Sie könnten nur ein bisschen Büroklatsch bekommen, wenn Sie, sagen wir, unregelmäßige Arbeitszeiten einhalten, aber wer soll sagen, dass das, was Sie tun, falsch ist? Nicht Sie, denn Sie wissen, dass Sie genauso viel Arbeit erledigen wie Ihre Kollegen - wenn nicht mehr. Und jetzt belegt die deutsche Forschung von 2015, dass Mitarbeiter, die ihre eigenen Zeitpläne erstellen, genauso gut arbeiten wie ihre Kollegen. Die Daten zeigen, dass "Personen, die die volle und nicht aufgezeichnete Kontrolle über ihre Zeitpläne haben, im Vergleich zu Personen, die feste Zeitpläne haben, fast einen vollen Wochentag über das hinaus arbeiten, was in ihren Verträgen steht."

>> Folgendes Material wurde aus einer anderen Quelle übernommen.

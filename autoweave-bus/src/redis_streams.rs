//! Redis Streams backend.
//!
//! Raw commands (`XADD`, `XGROUP`, `XREADGROUP`, `XACK`) over a multiplexed
//! async connection. The connection is cloneable and multiplexes requests,
//! so every operation clones it rather than holding a lock across awaits.

use std::time::Duration;

use async_trait::async_trait;
use redis::aio::MultiplexedConnection;
use redis::streams::StreamReadReply;
use tracing::info;

use crate::{BusError, BusMessage, EventBus, StreamId};

#[derive(Debug, Clone)]
pub struct RedisConfig {
    pub host: String,
    pub port: u16,
    pub db: i64,
    pub password: Option<String>,
}

impl Default for RedisConfig {
    fn default() -> Self {
        Self {
            host: "localhost".into(),
            port: 6379,
            db: 0,
            password: None,
        }
    }
}

impl RedisConfig {
    fn connection_url(&self) -> String {
        match &self.password {
            Some(password) => format!(
                "redis://:{}@{}:{}/{}",
                password, self.host, self.port, self.db
            ),
            None => format!("redis://{}:{}/{}", self.host, self.port, self.db),
        }
    }
}

/// Production bus backend over Redis Streams.
pub struct RedisStreamsBus {
    connection: MultiplexedConnection,
}

impl RedisStreamsBus {
    /// Open a multiplexed connection to the configured Redis server.
    pub async fn connect(config: &RedisConfig) -> Result<Self, BusError> {
        let client = redis::Client::open(config.connection_url())
            .map_err(|e| BusError::Unavailable(format!("bad redis config: {e}")))?;
        let connection = client
            .get_multiplexed_async_connection()
            .await
            .map_err(|e| BusError::Unavailable(e.to_string()))?;
        info!(host = %config.host, port = config.port, db = config.db, "connected to redis");
        Ok(Self { connection })
    }

    fn map_err(e: redis::RedisError) -> BusError {
        if e.is_connection_refusal() || e.is_io_error() || e.is_timeout() {
            BusError::Unavailable(e.to_string())
        } else {
            BusError::Protocol(e.to_string())
        }
    }
}

#[async_trait]
impl EventBus for RedisStreamsBus {
    async fn publish(
        &self,
        stream: &str,
        fields: &[(String, String)],
    ) -> Result<StreamId, BusError> {
        let mut conn = self.connection.clone();
        let mut cmd = redis::cmd("XADD");
        cmd.arg(stream).arg("*");
        for (key, value) in fields {
            cmd.arg(key).arg(value);
        }
        let id: String = cmd
            .query_async(&mut conn)
            .await
            .map_err(Self::map_err)?;
        id.parse()
    }

    async fn create_group(&self, stream: &str, group: &str) -> Result<(), BusError> {
        let mut conn = self.connection.clone();
        let result: Result<(), redis::RedisError> = redis::cmd("XGROUP")
            .arg("CREATE")
            .arg(stream)
            .arg(group)
            .arg("$")
            .arg("MKSTREAM")
            .query_async(&mut conn)
            .await;
        match result {
            Ok(()) => Ok(()),
            // The group already existing is the idempotent success case.
            Err(e) if e.to_string().contains("BUSYGROUP") => Ok(()),
            Err(e) => Err(Self::map_err(e)),
        }
    }

    async fn consume(
        &self,
        stream: &str,
        group: &str,
        consumer: &str,
        block: Duration,
        count: usize,
    ) -> Result<Vec<BusMessage>, BusError> {
        let mut conn = self.connection.clone();
        let mut cmd = redis::cmd("XREADGROUP");
        cmd.arg("GROUP").arg(group).arg(consumer);
        // BLOCK 0 would block forever in Redis; a zero timeout means a
        // non-blocking read in this contract.
        if !block.is_zero() {
            cmd.arg("BLOCK").arg(block.as_millis() as u64);
        }
        let reply: Option<StreamReadReply> = cmd
            .arg("COUNT")
            .arg(count)
            .arg("STREAMS")
            .arg(stream)
            .arg(">")
            .query_async(&mut conn)
            .await
            .map_err(Self::map_err)?;

        let Some(reply) = reply else {
            return Ok(Vec::new());
        };

        let mut messages = Vec::new();
        for key in reply.keys {
            for entry in key.ids {
                let id: StreamId = entry.id.parse()?;
                let mut fields = std::collections::HashMap::new();
                for (name, value) in entry.map {
                    let value: String = redis::from_redis_value(&value)
                        .map_err(|e| BusError::Protocol(format!("non-string field: {e}")))?;
                    fields.insert(name, value);
                }
                messages.push(BusMessage {
                    stream: key.key.clone(),
                    id,
                    fields,
                });
            }
        }
        Ok(messages)
    }

    async fn ack(&self, stream: &str, group: &str, id: StreamId) -> Result<(), BusError> {
        let mut conn = self.connection.clone();
        let _acked: u64 = redis::cmd("XACK")
            .arg(stream)
            .arg(group)
            .arg(id.to_string())
            .query_async(&mut conn)
            .await
            .map_err(Self::map_err)?;
        Ok(())
    }

    async fn ping(&self) -> Result<(), BusError> {
        let mut conn = self.connection.clone();
        let pong: String = redis::cmd("PING")
            .query_async(&mut conn)
            .await
            .map_err(Self::map_err)?;
        if pong == "PONG" {
            Ok(())
        } else {
            Err(BusError::Protocol(format!("unexpected PING reply `{pong}`")))
        }
    }
}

Wenn Sie also wissen, dass Sie bis spät in die Nacht am produktivsten sind und es lieben, Ihren Tag mit einem Spin-Kurs (oder durch 16-maliges Drücken von snooze) zu beginnen, dann probieren Sie es aus! Sprechen Sie zuerst mit Ihrem Vorgesetzten, machen Sie Ihre Sache - und machen Sie es dann. Vergessen Sie jedoch nicht, dass es Leute gibt, die einen typischeren Zeitplan bevorzugen, und es ist nicht ihre Aufgabe, Ihre 23-Uhr-Brainstorming-Sitzungen abzuhalten oder Ihre dringenden E-Mails zu ungeraden Zeiten zu beantworten.

3. Der Neinsager sein

Es ist großartig, wenn ein Team in den kreativen Modus versetzt wird - Träumen, Planen, Planen und sogar (Jargon-Alarm) Blue Sky-Denken. Jeder ist in Flammen, wirft seine besten Ideen in die Mischung und lässt die Fakten nicht im Weg. Und hier kommen Sie ins Spiel. Sie sind die Person, die sich räuspert und auf alle Mängel hinweist. Kein Wunder, dass jeder denkt, Sie seien ein chronischer Neinsager.

In einem Artikel über Forbes schreibt der Autor Jerry Jao: „Während Studien eine starke Verbindung zwischen erfolgreichen Unternehmern und Optimismus belegen, kann eine zu sonnige Stimmung zu Erfolgswahn führen. Es kann Menschen dazu anregen, den Markt und ihre Leistungsfähigkeit zu überschätzen, während sie wichtige Fakten oder mögliche Rückschläge nicht kennen. “

Denken Sie also daran, wenn Sie das nächste Mal als Gruppenzyniker bezeichnet werden. Bedenken Sie jedoch, dass eine schlechte Nachricht noch lange nicht die schlechteste Nachricht sein muss. Versuchen Sie, Ihr Feedback mit freundlichen Worten und praktischen Vorschlägen zu verfeinern, anstatt nur zu sagen: "Nein, das wird niemals funktionieren!"


Gute Nachrichten: Sie müssen nicht ändern, wer Sie sind, um bei der Arbeit erfolgreich zu sein. Halten Sie diesen Schreibtisch unübersichtlich, kommen Sie immer mittags herein und bleiben Sie weiterhin eine Debbie Downer. Denken Sie daran, dass nicht jeder, mit dem Sie arbeiten, auf die gleiche Weise arbeitet. Daher ist es wichtig, dass Sie dies anerkennen und bei Bedarf Kompromisse eingehen.